As part of the National Gallery Masterpiece Tour, the Mead Gallery’s latest exhibition Unreliable Evidence welcomes Edouard Manet’s infamous piece, “The Execution of Maximilian” (1867-8). Depicting the assassination of Emperor Maximillian of Mexico, where he was shot alongside two of his generals Mejia and Miramon, the painting proves to be no ordinary account of tumultuous histories. Encapsulating the title of the exhibition itself, the fragmented history of the painting has left us without its left-hand section and therefore only the partial image of Maximilian’s hand clasping that of Miramon’s. Physically depicting the way an individual of such esteem has been torn down by war and devoid of an identity. Similarly to Manet when painting the scarcely reported events of Querétaro; we too are left to our own imaginations and interpretations.
The interlinking nature between Manet’s centrepiece and the other exhibited artworks force us to question how the past is represented and brings to light the individual lost histories that form the incomprehensible narratives of nations affected by conflict. Throughout all of the artworks, varying in mediums and discussion, each artist omits enough information for their pieces to be viewed entirely subjectively. Unreliable Evidence is not concerned with reporting histories in a factual sense, but instead recording and reclaiming individual struggles.
Spanish artist Santiago Sierra delves into the collective identity of the soldier in his collection of six digital printsWar Veterans Facing the Corner, (2011 – ongoing). The veterans of wars of Afghanistan, Iraq, Cambodia, Rwanda, Bosnia and Kosovo mirror that of the six members of Maximilian’s firing squad, showing us the interchangeable nature of these men’s roles in society – being both at once the perpetrator and the victim. Through their faceless portrayal, both Manet and Sierra depict the diminished identities of soldiers. They are merely tools of power manipulated by the political motivations of their governments. Sierra’s life size prints are not hung, but simply propped in inconspicuous corners serving to unnerve us in its blatant objectification.
Luc Tuyman’s inclusion in Unreliable Evidence is also no coincidence, tying both his and Manet’s protagonists in their controversial deaths. Through his distortions of media images in distinctive figurative paintings, he examines the notions of history and colonial memory within Belgium’s ruling of Congo. His focus on the 1961 execution of the first democratically elected president Patrice Emery Lumamba maintains a social commentary of “everyman for themselves”, similarly to France and Napoleon’s abandonment of Maximilian, the United Nations neglected to provide Lumamba with aid. The identities of these men, Maximilian, Lumamba and veterans alike are whittled down to be nothing more than pawns of capitalist hierarchy.
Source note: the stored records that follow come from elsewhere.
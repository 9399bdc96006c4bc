use crate::scanner::Token;

/// Errors that can occur during interpretation
#[derive(thiserror::Error, Debug)]
pub enum InterpreterError {
	/// A located error in the running program
	#[error(transparent)]
	Runtime(#[from] RuntimeError),
	/// The output sink rejected a print
	#[error("Failed write output: {0}")]
	Output(#[from] std::io::Error),
}

/// A runtime error located at the token whose evaluation failed.
#[derive(thiserror::Error, Debug, Clone, PartialEq)]
#[error("line {line}, column {column}: {type}")]
pub struct RuntimeError {
	line:   usize,
	column: usize,
	r#type: RuntimeErrorType,
}

impl RuntimeError {
	pub fn new(token: &Token<'_>, r#type: RuntimeErrorType) -> Self {
		Self { line: token.line, column: token.column, r#type }
	}

	pub fn line(&self) -> usize { self.line }

	pub fn column(&self) -> usize { self.column }

	pub fn r#type(&self) -> &RuntimeErrorType { &self.r#type }
}

#[derive(Debug, Clone, PartialEq)]
pub enum RuntimeErrorType {
	UndefinedVariable(String),
	/// Operand of a unary operator, carrying the operator lexeme.
	OperandMustBeNumber(String),
	OperandsMustBeNumbers(String),
	/// Operands of `+` or a comparison that are not two numbers or two strings.
	OperandsMustMatch(String),
	OperandMustBeBoolean(String),
}

impl std::fmt::Display for RuntimeErrorType {
	fn fmt(&self, f: &mut std::fmt::Formatter<'_>) -> std::fmt::Result {
		use RuntimeErrorType::*;
		match self {
			UndefinedVariable(name) => write!(f, "Undefined variable '{name}'"),
			OperandMustBeNumber(op) => write!(f, "Operand of '{op}' must be a number"),
			OperandsMustBeNumbers(op) => write!(f, "Operands of '{op}' must be numbers"),
			OperandsMustMatch(op) => write!(f, "Operands of '{op}' must be two numbers or two strings"),
			OperandMustBeBoolean(op) => write!(f, "Operands of '{op}' must be booleans"),
		}
	}
}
The exhibition not only explores men directly involved in combat but also offers the experiences of ordinary people whose cities were left ravaged by war. In the forms of video installation and photography, Mexican Edouard Aragon and Ugandan Zarina Bhimji both depict their own respective countries struggle. Despite the difference in mediums, both artists leave us with an image of brutal absence. The post-apocalyptic quality of Bhimji’s Your Sadness is Drunk (2001-6) proves more striking than the more predictable image of guns inlllegal Sleep (2007), as human activity has been interrupted and abandoned leaving only chickens and a washing line as the remnants of society.
In Family Effects (2007-2009), Aragon paradoxically infuses children’s games with cinematic stereotypes of mob culture to depict Oaxaca’s deep rooted culture of crime and corruption. The sheer silence in the clips of pseudo violence is disturbing and highlights the way war can penetrate and transcend generations. It is the silence that both artists convey and really shows us the extent to which homes, communities and morals have been reduced.
Throughout the exhibition we are met with questionable accounts both factual and constructed and the works of Omer Fast, Rabih Mroué, Hito Steyerl only serve to reinforce our doubts of what is true. The artists’ mystifying approach follow suit of Manet’s example, leaving many questions of the context and meaning of art unresolved. However, what is unmistakable is the exhibition’s reclamation of lost identity. Despite individuals and their nations falling victim to the wider social and political construct of war, through the exploration of their turbulent histories they are in turn empowered and heightened over their oppressors.